While we have excluded from consideration the field analysis results and the opinion of the staff sergeant who administered the test, there is convincing evidence that appellant announced that the substance was LSD and that he offered it for sale as LSD. Accordingly, even without evidence that satisfactorily establishes the actual identity of the substance, we can still find from the admissible evi*237dence that appellant attempted to sell LSD and in so doing attempted to possess LSD, which is a lesser included offense of the possession charge. We are convinced beyond a reasonable doubt of appellant’s guilt of these offenses.

United States v. LaFontant, 12 M.J. 904, 905 (N.M.C.M.R.1981).3

This Court specified the following issue for review:

WHETHER UNDER THE CIRCUMSTANCES OF THIS CASE THE COURT OF MILITARY REVIEW COULD PROPERLY AFFIRM THE LESSER INCLUDED OFFENSES OF ATTEMPTED POSSESSION AND ATTEMPTED SALE OF LSD, AS TO WHICH THE MEMBERS HAD NOT BEEN INSTRUCTED?

At the outset, appellate defense counsel have correctly noted that the military judge did instruct the members as to the elements of the attempted sale of LSD. Consequently, we will address the remainder of the issue in that light.

The United States Navy-Marine Corps Court of Military Review apparently was troubled by the qualifications of the agent who conducted the field test on the suspected substance and, hence, declined to find that the evidence established, beyond a reasonable doubt, that it was, in fact, LSD as alleged.4 However, there is clear evidence in the record that the accused simultaneously identified the substance as “acid,” a contemporary colloquialism for LSD, and this is sufficient to support the finding of the Court of Military Review. United States v. Weinstein, 19 U.S.C.M.A. 29, 41 C.M.R. 29 (1969); United States v. Jackson, 49 C.M.R. 881 (A.F.C.M.R.1975), pet. denied, 23 U.S.C.M.A. 648 (1975).

[T]he Court of Military Review ... may affirm only such findings of guilty, . . . as it finds correct in law and fact and determines, on the basis of the entire record, should be approved. In considering the record, it may weigh the evidence, judge the credibility of witnesses, and determine controverted questions of fact, recognizing that the trial court saw and heard the witnesses.

Article 66(c), UCMJ, 10 U.S.C. § 866(c). The court “may affirm only such findings of guilty or such part of a finding of guilty as includes an included offense, and the sentence or such part of the sentence, as it finds correct in law and fact ... on the basis of the entire record.” Para. 100a, Manual for Courts-Martial, United States, 1969 (Revised edition). In discussing *238“LESSER INCLUDED OFFENSES,” paragraph 158 of the Manual, supra, states:

If the evidence adduced during a trial fails to prove an offense charged but does prove the commission of an offense necessarily included in that charged, the accused may be found guilty of that included offense. An accused may also be found guilty of an attempt to commit the offense charged or of an attempt to commit an offense necessarily included in the offense charged.

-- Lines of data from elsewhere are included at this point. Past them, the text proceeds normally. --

//! lens_optimizer::types — shared numeric aliases and solver wiring.
//!
//! Purpose
//! -------
//! Centralize the numeric types and solver aliases used by the lens
//! optimizer so the rest of the code stays agnostic to `ndarray` and
//! argmin generics.
//!
//! Invariants & assumptions
//! ------------------------
//! - Solvers see `Theta` in the unconstrained coordinate `z`; merit
//!   functions see it in parameter space `x`. The two have the same length.
//! - `Cost` is the scalar penalized sum of squares, never negative.
//!
//! Conventions
//! -----------
//! - `DEFAULT_LBFGS_MEM` is the L-BFGS history size unless overridden in
//!   `OptimizeOptions`.
//! - `DEFAULT_DIFF_STEP`, `DEFAULT_PENALTY`, and `DEFAULT_TIMEOUT_SECS`
//!   are the option defaults.
use argmin::solver::{
    linesearch::{HagerZhangLineSearch, MoreThuenteLineSearch},
    neldermead::NelderMead,
    quasinewton::LBFGS,
};
use ndarray::Array1;
use std::collections::HashMap;

/// Parameter vector, in either parameter or unconstrained space.
pub type Theta = Array1<f64>;

/// Gradient of the scalar cost, matching the shape of `Theta`.
pub type Grad = Array1<f64>;

/// Penalized merit value minimized by every solver.
pub type Cost = f64;

/// Flattened residual vector of demerits or constraints.
pub type Residuals = Array1<f64>;

/// argmin's evaluation counters, keyed by counter name (`"cost_count"`,
/// `"gradient_count"`).
pub type FnEvalMap = HashMap<String, u64>;

/// L-BFGS history length used when `OptimizeOptions::lbfgs_mem` is `None`.
pub const DEFAULT_LBFGS_MEM: usize = 7;

/// Default finite-difference step, relative to each parameter's scale.
pub const DEFAULT_DIFF_STEP: f64 = 1e-2;

/// Default quadratic penalty weight on constraint violations.
pub const DEFAULT_PENALTY: f64 = 1e3;

/// Default wall-clock budget of one run.
pub const DEFAULT_TIMEOUT_SECS: u64 = 2000;

/// Hager–Zhang line search over `Theta`.
pub type HagerZhangLS = HagerZhangLineSearch<Theta, Grad, Cost>;

/// More–Thuente line search over `Theta`.
pub type MoreThuenteLS = MoreThuenteLineSearch<Theta, Grad, Cost>;

/// L-BFGS using [`HagerZhangLS`].
pub type LbfgsHagerZhang = LBFGS<HagerZhangLS, Theta, Grad, Cost>;

/// L-BFGS using [`MoreThuenteLS`].
pub type LbfgsMoreThuente = LBFGS<MoreThuenteLS, Theta, Grad, Cost>;

/// Derivative-free simplex solver.
pub type NelderMeadSolver = NelderMead<Theta, Cost>;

An “attempt” is defined in paragraph 159 of the Manual, supra, as:

An act, done with the specific intent to commit an offense, amounting to more than mere preparation and tending, even though failing, to effect its commission, ... To constitute an attempt there must be a specific intent to commit the particular offense accompanied by an overt act which directly tends to accomplish the unlawful purpose____
An accused may be guilty of an attempt even though the commission of the intended offense was impossible because of unexpected intervening circumstances or even though the consummation of the intended offense was prevented by a mistake on the part of the accused.

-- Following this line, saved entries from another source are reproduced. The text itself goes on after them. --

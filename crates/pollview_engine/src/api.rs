//! Request/response calls against the poll backend that are not part of the
//! live results flow: admin session, poll lifecycle and response submission.

use pollview_core::{
    AdminDashboard, AdminIdentity, CreatePollRequest, PollDefinition, PollId, PollResultSnapshot,
    PollStatus, SubmitResponseRequest,
};
use pollview_logging::{pv_debug, pv_info};
use reqwest::{Method, Response, StatusCode};
use serde::de::DeserializeOwned;
use serde::{Deserialize, Serialize};
use thiserror::Error;
use url::Url;

use crate::fetch::{ReqwestResultsFetcher, ResultsFetcher};
use crate::settings::ApiSettings;
use crate::FetchError;

#[derive(Debug, Error)]
pub enum ApiError {
    #[error("{0}")]
    InvalidRequest(String),
    #[error("not authorized: {0}")]
    Unauthorized(String),
    #[error("not found: {0}")]
    NotFound(String),
    #[error("backend rejected the request ({status}): {message}")]
    Rejected { status: u16, message: String },
    #[error("request failed: {0}")]
    Transport(String),
    #[error("unexpected response body: {0}")]
    Decode(String),
    #[error(transparent)]
    Fetch(#[from] FetchError),
}

impl From<reqwest::Error> for ApiError {
    fn from(err: reqwest::Error) -> Self {
        if err.is_decode() {
            ApiError::Decode(err.to_string())
        } else {
            ApiError::Transport(err.to_string())
        }
    }
}

#[derive(Serialize)]
struct LoginRequest<'a> {
    username: &'a str,
    password: &'a str,
}

/// `{success, message?, data?, error?}` envelope used by the admin endpoints.
#[derive(Debug, Deserialize)]
struct Envelope<T> {
    #[serde(default)]
    success: bool,
    #[serde(default)]
    message: Option<String>,
    #[serde(default)]
    error: Option<String>,
    data: Option<T>,
}

impl<T> Envelope<T> {
    fn reason(&self) -> String {
        self.error
            .clone()
            .or_else(|| self.message.clone())
            .unwrap_or_else(|| "no reason given".to_string())
    }
}

#[derive(Debug, Default, Deserialize)]
struct ErrorBody {
    #[serde(default)]
    error: Option<String>,
    #[serde(default)]
    message: Option<String>,
}

/// Cookie-aware client for the admin and participant endpoints.
///
/// The backend keeps the admin session in a server-side cookie, so one
/// `PollApi` must be reused for `login` and the calls that follow it.
pub struct PollApi {
    settings: ApiSettings,
    client: reqwest::Client,
    results: ReqwestResultsFetcher,
}

impl PollApi {
    pub fn new(settings: ApiSettings) -> Result<Self, ApiError> {
        let client = reqwest::Client::builder()
            .connect_timeout(settings.connect_timeout)
            .timeout(settings.request_timeout)
            .cookie_store(true)
            .build()?;
        Ok(Self {
            results: ReqwestResultsFetcher::new(settings.clone()),
            settings,
            client,
        })
    }

    pub fn base_url(&self) -> &Url {
        &self.settings.base_url
    }

    pub async fn login(&self, username: &str, password: &str) -> Result<AdminIdentity, ApiError> {
        let username = username.trim();
        if username.is_empty() || password.is_empty() {
            return Err(ApiError::InvalidRequest(
                "Please enter both username and password".to_string(),
            ));
        }
        let response = self
            .request(Method::POST, &["admin", "login"])?
            .json(&LoginRequest { username, password })
            .send()
            .await?;
        let admin = self.admin_envelope(response).await?;
        pv_info!("signed in as {} (id {})", admin.username, admin.id);
        Ok(admin)
    }

    pub async fn logout(&self) -> Result<(), ApiError> {
        let response = self
            .request(Method::POST, &["admin", "logout"])?
            .send()
            .await?;
        check_status(response).await?;
        Ok(())
    }

    /// Admin bound to the current cookie session, if any.
    pub async fn current_admin(&self) -> Result<AdminIdentity, ApiError> {
        let response = self
            .request(Method::GET, &["admin", "current"])?
            .send()
            .await?;
        self.admin_envelope(response).await
    }

    pub async fn poll_by_code(&self, poll_code: &str) -> Result<PollDefinition, ApiError> {
        let poll_code = non_blank(poll_code)?;
        let response = self
            .request(Method::GET, &["polls", "code", poll_code])?
            .send()
            .await?;
        decode(response).await
    }

    pub async fn results(&self, poll_code: &str) -> Result<PollResultSnapshot, ApiError> {
        Ok(self.results.fetch(poll_code).await?)
    }

    pub async fn create_poll(
        &self,
        admin_id: u64,
        request: &CreatePollRequest,
    ) -> Result<PollDefinition, ApiError> {
        let mut url = self.url(&["polls", "create"])?;
        url.query_pairs_mut()
            .append_pair("adminId", &admin_id.to_string());
        let response = self
            .client
            .post(url)
            .json(request)
            .send()
            .await?;
        let created: PollDefinition = decode(response).await?;
        pv_info!("created poll {} ({})", created.poll_code, created.id);
        Ok(created)
    }

    pub async fn update_status(
        &self,
        poll_id: PollId,
        status: PollStatus,
    ) -> Result<PollDefinition, ApiError> {
        let poll_id = poll_id.to_string();
        let status_id = status.id().to_string();
        let response = self
            .request(Method::PUT, &["polls", poll_id.as_str(), "status", status_id.as_str()])?
            .send()
            .await?;
        decode(response).await
    }

    pub async fn delete_poll(&self, poll_id: PollId) -> Result<(), ApiError> {
        let poll_id = poll_id.to_string();
        let response = self
            .request(Method::DELETE, &["polls", poll_id.as_str()])?
            .send()
            .await?;
        check_status(response).await?;
        Ok(())
    }

    pub async fn dashboard(&self, admin_id: u64) -> Result<AdminDashboard, ApiError> {
        let admin_id = admin_id.to_string();
        let response = self
            .request(Method::GET, &["polls", "dashboard", admin_id.as_str()])?
            .send()
            .await?;
        decode(response).await
    }

    pub async fn submit_response(&self, request: &SubmitResponseRequest) -> Result<(), ApiError> {
        non_blank(&request.poll_code)?;
        let response = self
            .request(Method::POST, &["responses", "submit"])?
            .json(request)
            .send()
            .await?;
        check_status(response).await?;
        pv_info!("submitted response for {}", request.poll_code);
        Ok(())
    }

    fn url(&self, segments: &[&str]) -> Result<Url, ApiError> {
        self.settings.endpoint(segments).ok_or_else(|| {
            ApiError::InvalidRequest(format!(
                "cannot build request url from {}",
                self.settings.base_url
            ))
        })
    }

    fn request(&self, method: Method, segments: &[&str]) -> Result<reqwest::RequestBuilder, ApiError> {
        let url = self.url(segments)?;
        pv_debug!("{} {}", method, url);
        Ok(self.client.request(method, url))
    }

    async fn admin_envelope(&self, response: Response) -> Result<AdminIdentity, ApiError> {
        let status = response.status();
        let body = response.bytes().await?;
        let envelope: Envelope<AdminIdentity> = serde_json::from_slice(&body)
            .map_err(|err| ApiError::Decode(err.to_string()))?;
        if status == StatusCode::UNAUTHORIZED || !envelope.success {
            if status.is_success() || status == StatusCode::UNAUTHORIZED {
                return Err(ApiError::Unauthorized(envelope.reason()));
            }
            return Err(ApiError::Rejected {
                status: status.as_u16(),
                message: envelope.reason(),
            });
        }
        let reason = envelope.reason();
        envelope
            .data
            .ok_or_else(|| ApiError::Decode(format!("admin data missing: {reason}")))
    }
}

fn non_blank(poll_code: &str) -> Result<&str, ApiError> {
    let trimmed = poll_code.trim();
    if trimmed.is_empty() {
        Err(ApiError::InvalidRequest("Please enter a poll code.".to_string()))
    } else {
        Ok(trimmed)
    }
}

async fn check_status(response: Response) -> Result<Response, ApiError> {
    let status = response.status();
    if status.is_success() {
        return Ok(response);
    }
    let body = response.bytes().await.unwrap_or_default();
    let parsed: ErrorBody = serde_json::from_slice(&body).unwrap_or_default();
    let message = parsed
        .error
        .or(parsed.message)
        .unwrap_or_else(|| String::from_utf8_lossy(&body).trim().to_string());
    let message = if message.is_empty() {
        status.to_string()
    } else {
        message
    };
    Err(match status {
        StatusCode::UNAUTHORIZED | StatusCode::FORBIDDEN => ApiError::Unauthorized(message),
        StatusCode::NOT_FOUND => ApiError::NotFound(message),
        other => ApiError::Rejected {
            status: other.as_u16(),
            message,
        },
    })
}

async fn decode<T: DeserializeOwned>(response: Response) -> Result<T, ApiError> {
    let response = check_status(response).await?;
    let body = response.bytes().await?;
    serde_json::from_slice(&body).map_err(|err| ApiError::Decode(err.to_string()))
}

That the members were not instructed on the elements of an attempt as they pertain to possession is of no consequence since they found the accused guilty of the consummated possession of LSD, and their finding necessarily included all the elements “of an attempt to possess LSD.” The evidence is clear that the accused consciously and intentionally possessed a substance he described to a potential buyer as LSD. The power of a Court of Military Review to affirm findings of guilty of lesser included offenses has never been seriously questioned. See United States v. Patterson, 14 U.S.C.M.A. 441, 34 C.M.R. 221 (1964). In finding the accused guilty of attempted possession rather than consummated possession, the Court of Military Review merely showed its reservations about the identity of the LSD, not that it disbelieved that the accused had possessed the substance at all.

The decision of the United States Navy-Marine Corps Court of Military Review is affirmed.

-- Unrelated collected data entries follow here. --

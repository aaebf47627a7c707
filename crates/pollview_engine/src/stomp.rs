//! Minimal STOMP 1.2 frame codec for text WebSocket messages.
//!
//! Only the commands a subscribing client sends or receives are modelled.
//! Header values are escaped on every frame except `CONNECT`/`CONNECTED`,
//! which STOMP 1.2 leaves raw.

use std::fmt;
use std::time::Duration;

const NUL: char = '\0';

#[derive(Debug, Clone, Copy, PartialEq, Eq)]
pub enum Command {
    Connect,
    Connected,
    Subscribe,
    Unsubscribe,
    Disconnect,
    Send,
    Message,
    Receipt,
    Error,
}

impl Command {
    pub fn as_str(self) -> &'static str {
        match self {
            Command::Connect => "CONNECT",
            Command::Connected => "CONNECTED",
            Command::Subscribe => "SUBSCRIBE",
            Command::Unsubscribe => "UNSUBSCRIBE",
            Command::Disconnect => "DISCONNECT",
            Command::Send => "SEND",
            Command::Message => "MESSAGE",
            Command::Receipt => "RECEIPT",
            Command::Error => "ERROR",
        }
    }

    fn parse(raw: &str) -> Option<Self> {
        Some(match raw {
            "CONNECT" | "STOMP" => Command::Connect,
            "CONNECTED" => Command::Connected,
            "SUBSCRIBE" => Command::Subscribe,
            "UNSUBSCRIBE" => Command::Unsubscribe,
            "DISCONNECT" => Command::Disconnect,
            "SEND" => Command::Send,
            "MESSAGE" => Command::Message,
            "RECEIPT" => Command::Receipt,
            "ERROR" => Command::Error,
            _ => return None,
        })
    }

    fn escapes_headers(self) -> bool {
        !matches!(self, Command::Connect | Command::Connected)
    }
}

impl fmt::Display for Command {
    fn fmt(&self, f: &mut fmt::Formatter<'_>) -> fmt::Result {
        f.write_str(self.as_str())
    }
}

#[derive(Debug, Clone, PartialEq, Eq, thiserror::Error)]
pub enum StompError {
    #[error("unknown STOMP command '{0}'")]
    UnknownCommand(String),
    #[error("malformed STOMP header line '{0}'")]
    MalformedHeader(String),
    #[error("STOMP frame is missing its NUL terminator")]
    Unterminated,
}

#[derive(Debug, Clone, PartialEq, Eq)]
pub struct Frame {
    pub command: Command,
    pub headers: Vec<(String, String)>,
    pub body: String,
}

impl Frame {
    pub fn new(command: Command) -> Self {
        Self {
            command,
            headers: Vec::new(),
            body: String::new(),
        }
    }

    pub fn header(mut self, name: &str, value: impl Into<String>) -> Self {
        self.headers.push((name.to_string(), value.into()));
        self
    }

    pub fn with_body(mut self, body: impl Into<String>) -> Self {
        self.body = body.into();
        self
    }

    /// First value for `name`; repeated headers keep the first occurrence.
    pub fn get(&self, name: &str) -> Option<&str> {
        self.headers
            .iter()
            .find(|(key, _)| key == name)
            .map(|(_, value)| value.as_str())
    }

    pub fn connect(host: &str, heartbeat: Duration) -> Self {
        let beat = heartbeat.as_millis();
        Frame::new(Command::Connect)
            .header("accept-version", "1.2,1.1")
            .header("host", host)
            .header("heart-beat", format!("{beat},{beat}"))
    }

    pub fn subscribe(id: &str, destination: &str) -> Self {
        Frame::new(Command::Subscribe)
            .header("id", id)
            .header("destination", destination)
            .header("ack", "auto")
    }

    pub fn unsubscribe(id: &str) -> Self {
        Frame::new(Command::Unsubscribe).header("id", id)
    }

    pub fn disconnect() -> Self {
        Frame::new(Command::Disconnect)
    }

    pub fn encode(&self) -> String {
        let escape = self.command.escapes_headers();
        let mut out = String::with_capacity(64 + self.body.len());
        out.push_str(self.command.as_str());
        out.push('\n');
        for (name, value) in &self.headers {
            if escape {
                out.push_str(&escape_header(name));
                out.push(':');
                out.push_str(&escape_header(value));
            } else {
                out.push_str(name);
                out.push(':');
                out.push_str(value);
            }
            out.push('\n');
        }
        if !self.body.is_empty() {
            out.push_str(&format!("content-length:{}\n", self.body.len()));
        }
        out.push('\n');
        out.push_str(&self.body);
        out.push(NUL);
        out
    }

    /// Parses one frame. Returns `Ok(None)` for a heart-beat (only EOLs).
    pub fn parse(text: &str) -> Result<Option<Frame>, StompError> {
        let text = text.trim_start_matches(['\r', '\n']);
        if text.is_empty() {
            return Ok(None);
        }

        let (head, rest) = split_head(text).ok_or(StompError::Unterminated)?;
        let mut lines = head.lines();
        let raw_command = lines.next().unwrap_or_default();
        let command = Command::parse(raw_command)
            .ok_or_else(|| StompError::UnknownCommand(raw_command.to_string()))?;

        let mut headers = Vec::new();
        for line in lines {
            let (name, value) = line
                .split_once(':')
                .ok_or_else(|| StompError::MalformedHeader(line.to_string()))?;
            if command.escapes_headers() {
                headers.push((unescape_header(name)?, unescape_header(value)?));
            } else {
                headers.push((name.to_string(), value.to_string()));
            }
        }

        let frame = Frame {
            command,
            headers,
            body: String::new(),
        };
        let body = match frame
            .get("content-length")
            .and_then(|len| len.trim().parse::<usize>().ok())
        {
            Some(len) if rest.len() > len && rest.is_char_boundary(len) => &rest[..len],
            _ => rest.split(NUL).next().filter(|_| rest.contains(NUL)).ok_or(StompError::Unterminated)?,
        };

        Ok(Some(Frame {
            body: body.to_string(),
            ..frame
        }))
    }
}

/// Negotiated interval at which we must send heart-beats, per STOMP 1.2:
/// `max(our cx, server sy)` unless either side declines with 0.
pub fn outgoing_heartbeat(ours: Duration, connected: &Frame) -> Option<Duration> {
    let (_, sy) = server_heartbeat(connected)?;
    negotiate(ours, sy)
}

/// Negotiated interval at which the broker promised to send something:
/// `max(our cy, server sx)` unless either side declines with 0.
pub fn incoming_heartbeat(ours: Duration, connected: &Frame) -> Option<Duration> {
    let (sx, _) = server_heartbeat(connected)?;
    negotiate(ours, sx)
}

fn server_heartbeat(connected: &Frame) -> Option<(u64, u64)> {
    let (sx, sy) = connected.get("heart-beat")?.split_once(',')?;
    Some((sx.trim().parse().ok()?, sy.trim().parse().ok()?))
}

fn negotiate(ours: Duration, theirs: u64) -> Option<Duration> {
    let ours = ours.as_millis() as u64;
    if ours == 0 || theirs == 0 {
        return None;
    }
    Some(Duration::from_millis(ours.max(theirs)))
}

/// Splits at the blank line ending the header block. Lines may end in
/// either `\n` or `\r\n`.
fn split_head(text: &str) -> Option<(&str, &str)> {
    let mut start = 0;
    while let Some(offset) = text[start..].find('\n') {
        let end = start + offset;
        if matches!(&text[start..end], "" | "\r") {
            return Some((&text[..start], &text[end + 1..]));
        }
        start = end + 1;
    }
    None
}

fn escape_header(raw: &str) -> String {
    let mut out = String::with_capacity(raw.len());
    for ch in raw.chars() {
        match ch {
            '\\' => out.push_str("\\\\"),
            '\n' => out.push_str("\\n"),
            '\r' => out.push_str("\\r"),
            ':' => out.push_str("\\c"),
            other => out.push(other),
        }
    }
    out
}

fn unescape_header(raw: &str) -> Result<String, StompError> {
    let mut out = String::with_capacity(raw.len());
    let mut chars = raw.chars();
    while let Some(ch) = chars.next() {
        if ch != '\\' {
            out.push(ch);
            continue;
        }
        match chars.next() {
            Some('\\') => out.push('\\'),
            Some('n') => out.push('\n'),
            Some('r') => out.push('\r'),
            Some('c') => out.push(':'),
            _ => return Err(StompError::MalformedHeader(raw.to_string())),
        }
    }
    Ok(out)
}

Chief Judge EVERETT and Judge FLETCHER concur.

. General Court-Martial Order (GCMO) 17-80 incorrectly reflects that trial was "[b]efore a special court-martial.”

. The decision below [12 M.J. 904 (1981) ] incorrectly reflects the accused’s rank, which should be private first class. (R. 26, 338.) The statement of the specifications in the GCMO should reflect the rank of private first class.

. According to the testimony of two Marine Corps undercover agents, the accused solicited them to buy LSD in an on-base disco. The three went outside and negotiated the price and quantity. However, at the moment of sale, one of the agents identified himself, and the accused, still retaining the four “dots” of LSD which he had previously tom from a larger sheet, ran from the scene. He was apprehended after a chase of approximately one-quarter of a mile. During the chase, he discarded the LSD, but it was later found by one of the agents. The accused and his witnesses controverted much of this testimony.

. The suspected LSD was field-tested by Agent Fuentes of the Naval Investigative Service (NIS), using the standard Becton-Dickinson Field Analysis Kit. [NOTE: While both the record and the decision below reflect a different spelling for Becton-Dicldnson, the manufacturer advises that the spelling used in this opinion is the correct one.] Defense counsel challenged both Sergeant Fuentes’ qualifications as an expert chemist, and the reliability of the Becton-Dickinson test itself. Sergeant Fuentes described the purpose of the test as a “presumptive test” for identifying a substance as LSD. The military judge permitted Sergeant Fuentes to testify as to his training and experience in using the test. No further testing of the material was conducted because of the 90-day wait for laboratory analysis and the desire to bring the case to trial. The case was tried before the adoption of the Military Rules of Evidence, although the military judge did consider Fed.R.Evid. 701 in reaching his decision. The Court of Military Review held:

We do not believe that opinion testimony as to the identity of a drug that is based on a chemical test is admissible under the rules of evidence that were applicable in May 1980 when this case was tried, unless the witness is qualified as an expert to so testify. Furthermore, the instant test which formed the basis of the witness’s opinion was not established by the Government to be sufficiently reliable to render its results admissible in a court of law.

United States v. LaFontant, supra at 905.